Self-reliance and sustainability in the 21st century.

Septic System Installation (with Photos!)

Septic Tank Burial

The Small Home, Big Decisions series follows Jennifer and her husband, Tyler, as they build a self-reliant homestead on a piece of country property in northeastern Kansas. The series will delve into questions that arise during their building process and the decisions they make along the way. The posts are a work in progress, written as their homestead-building adventure unfolds.

Our septic system installation really began a few months ago, when we went through the process of having a perc test performed, siting our septic system based on the results of that test, and having the plans for our septic system approved by the Leavenworth County Planning and Zoning Department. Fast forward to last week, and our septic system was actually installed, and the county representative came out to inspect and, ultimately, approve the system. The whole installation and approval process took a day and a half, which is a fraction of the time it took for the upfront planning and preparation.

Both Tyler and I have always lived in homes on the municipal sewer system, so having and maintaining a septic system is new to us. Seeing the installation process, shown in the photos here, made it easier to understand all that we’ve read about how a septic system works (and how to maintain one).

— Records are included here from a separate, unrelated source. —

//! Deterministic test doubles for the embedding and generation providers.

#![allow(dead_code)]

use std::collections::VecDeque;
use std::sync::atomic::{AtomicBool, AtomicUsize, Ordering};
use std::sync::{Arc, Mutex};

use async_trait::async_trait;
use legal_rag::error::{LegalRagError, Result};
use legal_rag::generation::{GenerationProvider, GenerationRequest};
use legal_rag::{EmbeddingProvider, InMemoryVectorStore, LegalIndex, RagConfig};

pub const DIM: usize = 64;

/// Bag-of-words embedder: each lowercase word hashes (FNV-1a) into a bucket.
///
/// Texts sharing words get nearby vectors, which is enough to rank a small
/// corpus without a network call.
pub struct HashEmbedder {
    pub calls: AtomicUsize,
}

impl HashEmbedder {
    pub fn new() -> Self {
        Self { calls: AtomicUsize::new(0) }
    }

    pub fn vector(text: &str) -> Vec<f32> {
        let mut v = vec![0.0f32; DIM];
        for word in text.split(|c: char| !c.is_alphanumeric()).filter(|w| w.len() > 2) {
            let mut hash: u64 = 0xcbf29ce484222325;
            for byte in word.to_lowercase().bytes() {
                hash ^= u64::from(byte);
                hash = hash.wrapping_mul(0x100000001b3);
            }
            v[(hash % DIM as u64) as usize] += 1.0;
        }
        let norm = v.iter().map(|x| x * x).sum::<f32>().sqrt();
        if norm > 0.0 {
            v.iter_mut().for_each(|x| *x /= norm);
        }
        v
    }
}

#[async_trait]
impl EmbeddingProvider for HashEmbedder {
    async fn embed(&self, text: &str) -> Result<Vec<f32>> {
        self.calls.fetch_add(1, Ordering::SeqCst);
        Ok(Self::vector(text))
    }

    fn dimensions(&self) -> usize {
        DIM
    }

    fn model_name(&self) -> &str {
        "hash-embedder"
    }
}

/// Hash embedder that can be switched into an outage.
///
/// While down, every call fails with `EmbeddingService` and is not counted.
pub struct OutageEmbedder {
    inner: HashEmbedder,
    down: AtomicBool,
}

impl OutageEmbedder {
    pub fn new() -> Self {
        Self { inner: HashEmbedder::new(), down: AtomicBool::new(false) }
    }

    pub fn go_down(&self) {
        self.down.store(true, Ordering::SeqCst);
    }

    pub fn successful_calls(&self) -> usize {
        self.inner.calls.load(Ordering::SeqCst)
    }
}

#[async_trait]
impl EmbeddingProvider for OutageEmbedder {
    async fn embed(&self, text: &str) -> Result<Vec<f32>> {
        if self.down.load(Ordering::SeqCst) {
            return Err(LegalRagError::EmbeddingService {
                provider: "outage".into(),
                message: "503 Service Unavailable".into(),
            });
        }
        self.inner.embed(text).await
    }

    fn dimensions(&self) -> usize {
        DIM
    }

    fn model_name(&self) -> &str {
        "outage-embedder"
    }
}

/// Replays canned replies in order and records every request.
pub struct ScriptedGenerator {
    replies: Mutex<VecDeque<Result<String>>>,
    pub requests: Mutex<Vec<GenerationRequest>>,
    pub calls: AtomicUsize,
}

impl ScriptedGenerator {
    pub fn new(replies: Vec<&str>) -> Self {
        Self {
            replies: Mutex::new(replies.into_iter().map(|r| Ok(r.to_string())).collect()),
            requests: Mutex::new(Vec::new()),
            calls: AtomicUsize::new(0),
        }
    }

    pub fn failing() -> Self {
        let generator = Self::new(Vec::new());
        generator
            .replies
            .lock()
            .unwrap()
            .push_back(Err(LegalRagError::Generation { provider: "scripted".into(), message: "quota exceeded".into() }));
        generator
    }

    pub fn call_count(&self) -> usize {
        self.calls.load(Ordering::SeqCst)
    }
}

#[async_trait]
impl GenerationProvider for ScriptedGenerator {
    async fn generate(&self, request: GenerationRequest) -> Result<String> {
        self.calls.fetch_add(1, Ordering::SeqCst);
        self.requests.lock().unwrap().push(request);
        self.replies.lock().unwrap().pop_front().unwrap_or_else(|| {
            Err(LegalRagError::Generation { provider: "scripted".into(), message: "no reply scripted".into() })
        })
    }

    fn name(&self) -> &str {
        "scripted"
    }
}

/// An empty in-memory index over the hash embedder.
pub async fn empty_index(config: &RagConfig) -> (LegalIndex, Arc<HashEmbedder>) {
    let embedder = Arc::new(HashEmbedder::new());
    let index = LegalIndex::open(embedder.clone(), Arc::new(InMemoryVectorStore::new()), config)
        .await
        .unwrap();
    (index, embedder)
}

/// An empty in-memory index over an embedder that can be taken down.
pub async fn outage_index(config: &RagConfig) -> (LegalIndex, Arc<OutageEmbedder>) {
    let embedder = Arc::new(OutageEmbedder::new());
    let index = LegalIndex::open(embedder.clone(), Arc::new(InMemoryVectorStore::new()), config)
        .await
        .unwrap();
    (index, embedder)
}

The first part of the system (see the image above) is the septic tank. This tank houses an anaerobic environment, where bacteria break down the raw sewage and liquefy most of the solids. The remaining solids settle in the tank, and the liquid flows down through a pipe to a series of perforated pipes (shown below) known as the "lateral field" or "leaching bed." The nutrient-rich wastewater dribbles out of the pipes into the soil and gravel beds, where soil microbes, insects and plant roots purify the water and take up the nutrients.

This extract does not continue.